Goethe -« Harzreise im Winter »

Hélas, qui peut guérir la douleur
De celui à qui le baume est devenu poison ?

Goethe – Voyage dans le Harz en hiver

Ce 22 septembre 1869, à Lichtenthal, tout près de Baden-Baden, Julie Schumann, fille de Clara et Robert Schumann, épouse le comte Vittorio Amadeo Radicati di Marmorito. Johannes Brahms, fidèle et inconditionnel ami de la famille Schumann, lui offre en cadeau de mariage l’une de ses plus belles œuvres, née de la profonde déréliction dans laquelle l’a plongé l’évènement.

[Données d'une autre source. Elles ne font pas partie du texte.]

//! Authentication service.
//!
//! Email and password accounts. Registration creates the user and its
//! customer profile together; passwords are hashed with Argon2id.

mod error;

pub use error::AuthError;

use argon2::{
    Argon2,
    password_hash::{PasswordHash, PasswordHasher, PasswordVerifier, SaltString, rand_core::OsRng},
};
use tracing::{info, instrument};

use musicshop_core::{Customer, Email, User, UserId};

use crate::db::{CustomerStore, NewAccount, RepositoryError};

/// Minimum password length.
const MIN_PASSWORD_LENGTH: usize = 8;

/// Registration form input.
#[derive(Debug, Clone, Default)]
pub struct Registration {
    pub email: String,
    pub password: String,
    pub first_name: String,
    pub last_name: String,
    pub phone: String,
    pub address: String,
}

/// Authentication service.
pub struct AuthService<'a, S> {
    store: &'a S,
}

impl<'a, S: CustomerStore> AuthService<'a, S> {
    /// Create a new authentication service.
    #[must_use]
    pub const fn new(store: &'a S) -> Self {
        Self { store }
    }

    /// Register a new account with email and password.
    ///
    /// # Errors
    ///
    /// Returns `AuthError::InvalidEmail` if the email format is invalid.
    /// Returns `AuthError::WeakPassword` if the password doesn't meet requirements.
    /// Returns `AuthError::UserAlreadyExists` if the email is already registered.
    #[instrument(skip(self, registration))]
    pub async fn register(&self, registration: Registration) -> Result<(User, Customer), AuthError> {
        let email = Email::parse(&registration.email)?;
        validate_password(&registration.password)?;
        let password_hash = hash_password(&registration.password)?;

        let (user, customer) = self
            .store
            .register(NewAccount {
                email,
                password_hash,
                first_name: registration.first_name.trim().to_string(),
                last_name: registration.last_name.trim().to_string(),
                phone: registration.phone.trim().to_string(),
                address: registration.address.trim().to_string(),
            })
            .await
            .map_err(|e| match e {
                RepositoryError::Conflict(_) => AuthError::UserAlreadyExists,
                other => AuthError::Repository(other),
            })?;

        info!(user_id = %user.id, "Account registered");
        Ok((user, customer))
    }

    /// Login with email and password.
    ///
    /// # Errors
    ///
    /// Returns `AuthError::InvalidCredentials` if the email/password is wrong.
    #[instrument(skip(self, email, password))]
    pub async fn login(&self, email: &str, password: &str) -> Result<User, AuthError> {
        let email = Email::parse(email).map_err(|_| AuthError::InvalidCredentials)?;

        let (user, password_hash) = self
            .store
            .user_credentials(&email)
            .await?
            .ok_or(AuthError::InvalidCredentials)?;

        verify_password(password, &password_hash)?;

        Ok(user)
    }

    /// Get a user by ID.
    ///
    /// # Errors
    ///
    /// Returns `AuthError::UserNotFound` if the user doesn't exist.
    pub async fn get_user(&self, user_id: UserId) -> Result<User, AuthError> {
        self.store
            .user(user_id)
            .await?
            .ok_or(AuthError::UserNotFound)
    }
}

/// Validate password meets requirements.
fn validate_password(password: &str) -> Result<(), AuthError> {
    if password.chars().count() < MIN_PASSWORD_LENGTH {
        return Err(AuthError::WeakPassword(format!(
            "password must be at least {MIN_PASSWORD_LENGTH} characters"
        )));
    }
    Ok(())
}

/// Hash a password using Argon2id.
fn hash_password(password: &str) -> Result<String, AuthError> {
    let salt = SaltString::generate(&mut OsRng);
    let argon2 = Argon2::default();

    argon2
        .hash_password(password.as_bytes(), &salt)
        .map(|hash| hash.to_string())
        .map_err(|_| AuthError::PasswordHash)
}

/// Verify a password against a hash.
fn verify_password(password: &str, hash: &str) -> Result<(), AuthError> {
    let parsed_hash = PasswordHash::new(hash).map_err(|_| AuthError::InvalidCredentials)?;
    let argon2 = Argon2::default();

    argon2
        .verify_password(password.as_bytes(), &parsed_hash)
        .map_err(|_| AuthError::InvalidCredentials)
}

#[cfg(test)]
#[allow(clippy::unwrap_used)]
mod tests {
    use super::*;
    use crate::db::MemoryStore;

    fn registration() -> Registration {
        Registration {
            email: "Listener@Example.com".to_string(),
            password: "correct horse".to_string(),
            first_name: " Boris ".to_string(),
            last_name: "Grebenshchikov".to_string(),
            phone: "+7 812 000 00 00".to_string(),
            address: "Nevsky 1".to_string(),
        }
    }

    #[test]
    fn test_hash_and_verify() {
        let hash = hash_password("secret-password").unwrap();
        assert!(hash.starts_with("$argon2id$"));
        assert!(verify_password("secret-password", &hash).is_ok());
        assert!(matches!(
            verify_password("wrong-password", &hash),
            Err(AuthError::InvalidCredentials)
        ));
    }

    #[test]
    fn test_validate_password_length() {
        assert!(matches!(
            validate_password("short"),
            Err(AuthError::WeakPassword(_))
        ));
        assert!(validate_password("long enough").is_ok());
    }

    #[tokio::test]
    async fn test_register_creates_customer_with_profile() {
        let store = MemoryStore::new();
        let (user, customer) = AuthService::new(&store)
            .register(registration())
            .await
            .unwrap();

        assert_eq!(user.email.as_str(), "listener@example.com");
        assert_eq!(user.first_name, "Boris");
        assert_eq!(customer.user_id, user.id);
        assert_eq!(customer.address, "Nevsky 1");
    }

    #[tokio::test]
    async fn test_duplicate_email_rejected() {
        let store = MemoryStore::new();
        let service = AuthService::new(&store);
        service.register(registration()).await.unwrap();

        let mut again = registration();
        again.email = "listener@example.com".to_string();
        assert!(matches!(
            service.register(again).await,
            Err(AuthError::UserAlreadyExists)
        ));
    }

    #[tokio::test]
    async fn test_login() {
        let store = MemoryStore::new();
        let service = AuthService::new(&store);
        let (user, _) = service.register(registration()).await.unwrap();

        let logged_in = service
            .login("listener@example.com", "correct horse")
            .await
            .unwrap();
        assert_eq!(logged_in.id, user.id);

        for (email, password) in [
            ("listener@example.com", "wrong horse"),
            ("nobody@example.com", "correct horse"),
            ("not-an-email", "correct horse"),
        ] {
            assert!(matches!(
                service.login(email, password).await,
                Err(AuthError::InvalidCredentials)
            ));
        }
    }
}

Quelques mois plus tôt, alors qu’elle annonçait à Johannes les fiançailles de Julie, Clara fut saisie par la grande contrariété que la nouvelle venait de provoquer chez le jeune compositeur. « Il en fut aussitôt métamorphosé et s’enferma dans sa vieille mélancolie », note-t-elle. Julie, à l’évidence, ne laissait pas Brahms indifférent, la nouvelle l’accabla.

Assurément très dépité d’avoir tu ses sentiments, Brahms devait se reprocher de s’être, une fois encore, calfeutré dans cette habituelle solitude désabusée, née sans doute d’une forme particulière de misogynie qui ne consentirait à s’effacer que devant les forces d’une passion précisément ciblée. « J’étais fait pour le cloître, disait-il quand parfois il acceptait de parler de lui-même, mais le genre de couvent qu’il m’aurait fallu n’existe pas. »

A ce point paroxystique de la déception sentimentale, Brahms entrait en fraternité sans doute avec Werther au travers de ce sentiment spectral de dénuement et d’abandon qui nimbe les rivages de la mort. Est-ce le fruit du hasard, si, en ces difficiles moments, alors même qu’il venait de terminer la composition du poignant Requiem allemand, Johannes rencontrait un poème de Goethe, « Harzreise im Winter » (Voyage dans le Harz en hiver) dont trois strophes allaient lui inspirer l’une de ses plus émouvantes compositions : la « Rhapsodie pour Alto, chœur d’hommes et orchestre » ?

Goethe par Josef Lehmkuhl

Goethe par Josef Lehmkuhl

Quelques mots nécessaires sur l’histoire de ce poème :

Avec la publication des « Souffrances du jeune Werther » en 1774, Goethe, bien malgré lui, offre à la jeunesse de son temps une sorte de bible de la désespérance amoureuse dans laquelle se reconnaissent tous les amoureux malheureux de l’époque. Nombreux sont les jeunes hommes qui, se prenant pour Werther, écrivent à Goethe, souhaitant trouver dans les réponses du poète des raisons d’espérer encore. L’un de ces jeunes déprimés, une connaissance épistolaire de Goethe, Friedrich Plessing, l’invite à venir lui rendre visite, dans la région du Harz, au centre de l’Allemagne, afin de l’aider à se défaire des idées suicidaires qui le harcèlent. Et au cours de l’hiver 1777, Goethe fait le voyage à la découverte des montagnes du Harz, et à la rencontre de son jeune correspondant qu’il commencera par aborder incognito afin de le laisser librement exprimer les causes et les formes de sa mélancolie.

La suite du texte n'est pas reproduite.